The need for sedation and paralysis for ventilator management can preclude neurologic examination in severe COVID-19. The most common indications for brain imaging in hospitalized people with confirmed COVID-19 are delirium or confusion, new focal neurologic deficits, and depressed level of alertness.35 Considering the risk for serious neurologic complications, patients with new focal neurologic deficits or prolonged altered mental status should undergo urgent brain imaging to rule out neurologic emergencies (eg, ICH or large territory ischemic stroke), which may prompt changes in management.

In some, transportation to a CT or MRI suite may be difficult owing to patient instability or the need for monitoring staff and equipment.36 CT and MRI availability may also be limited by the need for constant decontamination and concern for viral spread throughout the hospital, which may cause delays in image acquisition. Some hospitals have made point-of-care CT and MRI available. Portable CT scanners have the added benefit of providing imaging results faster than conventional CT scanners, although poorer spatial resolution may limit evaluation of subtle cerebral edema or early infarct signs (Figure 4).37 Whereas transporting a person who is critically ill to an imaging suite and obtaining the images may take approximately 50 minutes, a portable CT scan can be done in approximately 20 minutes.37 Likewise, point-of-care MRI is compatible with nearby ferromagnetic materials and eliminates the need for a controlled environment.38 Portable MRI scanners acquire images at low magnetic-field strength and have an open design convenient for patient positioning.39 Sequences available on portable MRIs include T1-weighted, T2-weighted, T2 fluid-attenuated inversion recovery (FLAIR) sequences, and diffusion-weighted imaging (DWI).37 Images obtained with portable CT and MRI scanners may have lower resolution, however, they remain a viable option for those who are critically ill with COVID-19.

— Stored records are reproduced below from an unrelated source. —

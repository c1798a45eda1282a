//! CLI argument definitions for `pbp`.

use std::path::PathBuf;

use clap::{Parser, Subcommand, ValueEnum};
use clap_verbosity_flag::{Verbosity, WarnLevel};
use colorchoice_clap::Color;
use pbp_model::Sex;

#[derive(Parser)]
#[command(
    name = "pbp",
    version,
    about = "Pediatric blood pressure percentile screening",
    long_about = "Estimate the blood pressure percentile of a child from sex, age and height.\n\n\
                  Readings are compared with the 50th and 95th percentile anchors of the\n\
                  pediatric reference tables and classified as Normal, Elevated or Hypertension."
)]
pub struct Cli {
    #[command(subcommand)]
    pub command: Command,

    /// Adjust log verbosity (-v for debug, -vv for trace, -q for errors only).
    #[command(flatten)]
    pub verbosity: Verbosity<WarnLevel>,

    /// Control ANSI color output (auto, always, never).
    #[command(flatten)]
    pub color: Color,

    /// Explicit log level (overrides -v/-q flags).
    #[arg(long = "log-level", value_enum, global = true)]
    pub log_level: Option<LogLevelArg>,

    /// Log output format (pretty for human, json for machine parsing).
    #[arg(
        long = "log-format",
        value_enum,
        default_value = "pretty",
        global = true
    )]
    pub log_format: LogFormatArg,

    /// Write logs to a file instead of stderr.
    #[arg(long = "log-file", value_name = "PATH", global = true)]
    pub log_file: Option<PathBuf>,

    /// Allow patient measurements to appear in logs.
    #[arg(long = "log-data", global = true)]
    pub log_data: bool,

    /// Directory holding the reference tables (default: $PBP_TABLES_DIR or bp-tables/).
    #[arg(long = "tables-dir", value_name = "DIR", global = true)]
    pub tables_dir: Option<PathBuf>,
}

#[derive(Subcommand)]
pub enum Command {
    /// Compute systolic and diastolic percentiles for one child.
    Percentile(PercentileArgs),

    /// Screen a respondent from the NHANES cohort.
    Patient(PatientArgs),

    /// List pediatric respondent ids in the NHANES cohort.
    Patients(CohortArgs),

    /// Verify and summarize the loaded reference tables.
    Tables(FormatArgs),

    /// Show recommended follow-up for each status.
    Guidelines,
}

#[derive(Parser)]
pub struct PercentileArgs {
    #[arg(long = "sex", value_enum)]
    pub sex: SexArg,

    /// Age in years.
    #[arg(
        long = "age",
        value_name = "YEARS",
        conflicts_with = "age_months",
        required_unless_present = "age_months"
    )]
    pub age: Option<f64>,

    /// Age in months (converted to years).
    #[arg(long = "age-months", value_name = "MONTHS")]
    pub age_months: Option<f64>,

    /// Height in centimetres.
    #[arg(long = "height", value_name = "CM")]
    pub height: f64,

    /// Systolic reading in mmHg.
    #[arg(long = "systolic", value_name = "MMHG")]
    pub systolic: f64,

    /// Diastolic reading in mmHg.
    #[arg(long = "diastolic", value_name = "MMHG")]
    pub diastolic: f64,

    #[command(flatten)]
    pub output: FormatArgs,
}

#[derive(Parser)]
pub struct CohortArgs {
    /// Cleaned NHANES extract (default: $PBP_NHANES_FILE or nhanes/nhanes_clean.csv).
    #[arg(long = "nhanes", value_name = "PATH")]
    pub nhanes: Option<PathBuf>,
}

#[derive(Parser)]
pub struct PatientArgs {
    /// Respondent sequence number.
    #[arg(value_name = "SEQN")]
    pub seqn: u64,

    #[command(flatten)]
    pub cohort: CohortArgs,

    #[command(flatten)]
    pub output: FormatArgs,
}

#[derive(Parser)]
pub struct FormatArgs {
    /// Output format.
    #[arg(long = "format", value_enum, default_value = "table")]
    pub format: OutputFormatArg,
}

#[derive(Clone, Copy, ValueEnum)]
pub enum SexArg {
    Male,
    Female,
}

impl From<SexArg> for Sex {
    fn from(value: SexArg) -> Self {
        match value {
            SexArg::Male => Sex::Male,
            SexArg::Female => Sex::Female,
        }
    }
}

#[derive(Clone, Copy, PartialEq, Eq, ValueEnum)]
pub enum OutputFormatArg {
    Table,
    Json,
}

/// CLI log level choices.
#[derive(Clone, Copy, ValueEnum)]
pub enum LogLevelArg {
    Error,
    Warn,
    Info,
    Debug,
    Trace,
}

/// CLI log format choices.
#[derive(Clone, Copy, ValueEnum)]
pub enum LogFormatArg {
    Pretty,
    Compact,
    Json,
}
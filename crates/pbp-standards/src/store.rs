#![deny(unsafe_code)]

use std::collections::{BTreeMap, BTreeSet};
use std::path::{Component, Path, PathBuf};

use pbp_model::{BpType, Sex};
use tracing::{debug, info, warn};

use crate::csv::reference::parse_reference_csv;
use crate::error::StandardsError;
use crate::hash::sha256_hex;
use crate::manifest::{
    MANIFEST_FILE, MANIFEST_SCHEMA, MANIFEST_SCHEMA_VERSION, Manifest, ManifestFile, TableRole,
};
use crate::paths::tables_root;
use crate::table::ReferenceTable;

#[derive(Debug, Clone, serde::Serialize)]
pub struct VerifySummary {
    pub tables_dir: PathBuf,
    /// True when a manifest pinned every table's checksum.
    pub verified: bool,
    pub guideline: Option<String>,
    pub table_count: usize,
    pub age_group_count: usize,
    pub band_count: usize,
}

/// The four reference tables, loaded once and shared read-only.
#[derive(Debug, Clone)]
pub struct ReferenceTableStore {
    tables: BTreeMap<TableRole, ReferenceTable>,
}

impl ReferenceTableStore {
    /// Build a store from already-constructed tables. Missing combinations
    /// are allowed and surface as [`StandardsError::MissingTable`] on lookup.
    pub fn from_tables(
        tables: impl IntoIterator<Item = ReferenceTable>,
    ) -> Result<Self, StandardsError> {
        let mut by_role = BTreeMap::new();
        for table in tables {
            let role = table.role();
            if by_role.contains_key(&role) {
                return Err(StandardsError::DuplicateTable {
                    sex: table.sex(),
                    bp_type: table.bp_type(),
                });
            }
            by_role.insert(role, table);
        }
        Ok(Self { tables: by_role })
    }

    /// Load all four tables from `dir`.
    ///
    /// With a `manifest.toml` present every table is checksum-verified
    /// before parsing; otherwise the conventional file names are read as-is.
    pub fn load_dir(dir: &Path) -> Result<(Self, VerifySummary), StandardsError> {
        let manifest_path = dir.join(MANIFEST_FILE);
        let (files, guideline, verified) = if manifest_path.is_file() {
            let manifest = load_manifest(&manifest_path)?;
            let files = validate_manifest(&manifest)?;
            for (_, file) in &files {
                verify_file(dir, file)?;
            }
            let guideline = manifest.pins.and_then(|pins| pins.guideline);
            let paths: Vec<(TableRole, PathBuf)> = files
                .into_iter()
                .map(|(role, file)| (role, dir.join(&file.path)))
                .collect();
            (paths, guideline, true)
        } else {
            warn!(
                tables_dir = %dir.display(),
                "no manifest.toml found; loading reference tables without checksum verification"
            );
            let paths = TableRole::ALL
                .iter()
                .map(|role| (*role, dir.join(role.default_file_name())))
                .collect();
            (paths, None, false)
        };

        let mut tables = Vec::with_capacity(files.len());
        for (role, path) in files {
            if !path.is_file() {
                return Err(StandardsError::MissingFile { path });
            }
            let table = parse_reference_csv(&path, role.sex(), role.bp_type())?;
            debug!(
                role = %role,
                path = %path.display(),
                age_groups = table.age_groups().count(),
                bands = table.band_count(),
                "loaded reference table"
            );
            tables.push(table);
        }
        let store = Self::from_tables(tables)?;

        let summary = VerifySummary {
            tables_dir: dir.to_path_buf(),
            verified,
            guideline,
            table_count: store.tables.len(),
            age_group_count: store.tables().map(|t| t.age_groups().count()).sum(),
            band_count: store.tables().map(ReferenceTable::band_count).sum(),
        };
        info!(
            tables_dir = %dir.display(),
            tables = summary.table_count,
            verified = summary.verified,
            "reference tables ready"
        );
        Ok((store, summary))
    }

    /// Load from the directory resolved by [`tables_root`].
    pub fn load_default() -> Result<(Self, VerifySummary), StandardsError> {
        Self::load_dir(&tables_root())
    }

    pub fn get_table(&self, sex: Sex, bp_type: BpType) -> Result<&ReferenceTable, StandardsError> {
        self.tables
            .get(&TableRole::from_key(sex, bp_type))
            .ok_or(StandardsError::MissingTable { sex, bp_type })
    }

    pub fn tables(&self) -> impl Iterator<Item = &ReferenceTable> {
        self.tables.values()
    }

    pub fn len(&self) -> usize {
        self.tables.len()
    }

    pub fn is_empty(&self) -> bool {
        self.tables.is_empty()
    }
}

fn load_manifest(path: &Path) -> Result<Manifest, StandardsError> {
    let contents = std::fs::read_to_string(path).map_err(|e| StandardsError::io(path, e))?;
    toml::from_str(&contents).map_err(|e| StandardsError::Toml {
        path: path.to_path_buf(),
        source: e,
    })
}

fn validate_manifest(manifest: &Manifest) -> Result<Vec<(TableRole, ManifestFile)>, StandardsError> {
    if manifest.manifest.schema != MANIFEST_SCHEMA {
        return Err(StandardsError::InvalidManifest {
            message: format!("unsupported schema: {}", manifest.manifest.schema),
        });
    }
    if manifest.manifest.schema_version != MANIFEST_SCHEMA_VERSION {
        return Err(StandardsError::InvalidManifest {
            message: format!(
                "unsupported schema_version: {}",
                manifest.manifest.schema_version
            ),
        });
    }

    let mut seen: BTreeSet<TableRole> = BTreeSet::new();
    let mut files = Vec::with_capacity(manifest.files.len());
    for file in &manifest.files {
        let role: TableRole =
            file.role
                .parse()
                .map_err(|message: String| StandardsError::InvalidManifest { message })?;
        if !seen.insert(role) {
            return Err(StandardsError::DuplicateRole {
                role: file.role.clone(),
            });
        }
        validate_sha(&file.sha256, &file.path)?;
        validate_path(&file.path)?;
        files.push((role, file.clone()));
    }

    for role in TableRole::ALL {
        if !seen.contains(&role) {
            return Err(StandardsError::MissingRole {
                role: role.to_string(),
            });
        }
    }
    files.sort_by_key(|(role, _)| *role);
    Ok(files)
}

fn verify_file(dir: &Path, file: &ManifestFile) -> Result<(), StandardsError> {
    let full_path = dir.join(&file.path);
    let bytes = std::fs::read(&full_path).map_err(|e| {
        if e.kind() == std::io::ErrorKind::NotFound {
            StandardsError::MissingFile {
                path: full_path.clone(),
            }
        } else {
            StandardsError::io(full_path.clone(), e)
        }
    })?;

    let actual = sha256_hex(&bytes);
    let expected = file.sha256.to_ascii_lowercase();
    if actual != expected {
        return Err(StandardsError::Sha256Mismatch {
            path: full_path,
            expected,
            actual,
        });
    }
    Ok(())
}

fn validate_sha(sha: &str, path: &str) -> Result<(), StandardsError> {
    if sha.len() != 64 || !sha.chars().all(|c| c.is_ascii_hexdigit()) {
        return Err(StandardsError::InvalidSha256 {
            path: PathBuf::from(path),
            message: "sha256 must be 64 hex characters".to_string(),
        });
    }
    Ok(())
}

fn validate_path(path: &str) -> Result<PathBuf, StandardsError> {
    if path.contains('\\') {
        return Err(StandardsError::InvalidPath {
            path: PathBuf::from(path),
            message: "manifest path must use '/' separators".to_string(),
        });
    }

    let p = PathBuf::from(path);
    if p.is_absolute() {
        return Err(StandardsError::InvalidPath {
            path: p,
            message: "manifest path must be relative".to_string(),
        });
    }

    if p.components().any(|c| matches!(c, Component::ParentDir)) {
        return Err(StandardsError::InvalidPath {
            path: p,
            message: "manifest path must not leave the tables directory".to_string(),
        });
    }

    Ok(p)
}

The imaging manifestations of COVID-19 can vary. The most common MRI findings include FLAIR cortical signal abnormalities, cortical diffusion restriction, and leptomeningeal enhancement.39,40 Other abnormalities have been identified, including microhemorrhages, multifocal white matter hyperintense lesions, infarcts, microhemorrhages, acute necrotizing encephalopathy, inflammatory syndromes (eg, acute disseminated encephalomyelitis [ADEM]), and medial temporal lobe abnormalities.40,41 Gadolinium-enhanced MRI should be used in cases where an inflammatory etiology is suspected (eg, encephalitis or myelitis).42

Conclusion

Noninvasive monitoring of individuals with COVID-19 can help triage by monitoring at-risk persons and assessing the need for invasive monitoring modalities. Further studies should assess the level of accuracy and reliability of noninvasive monitoring of patients with COVID-19.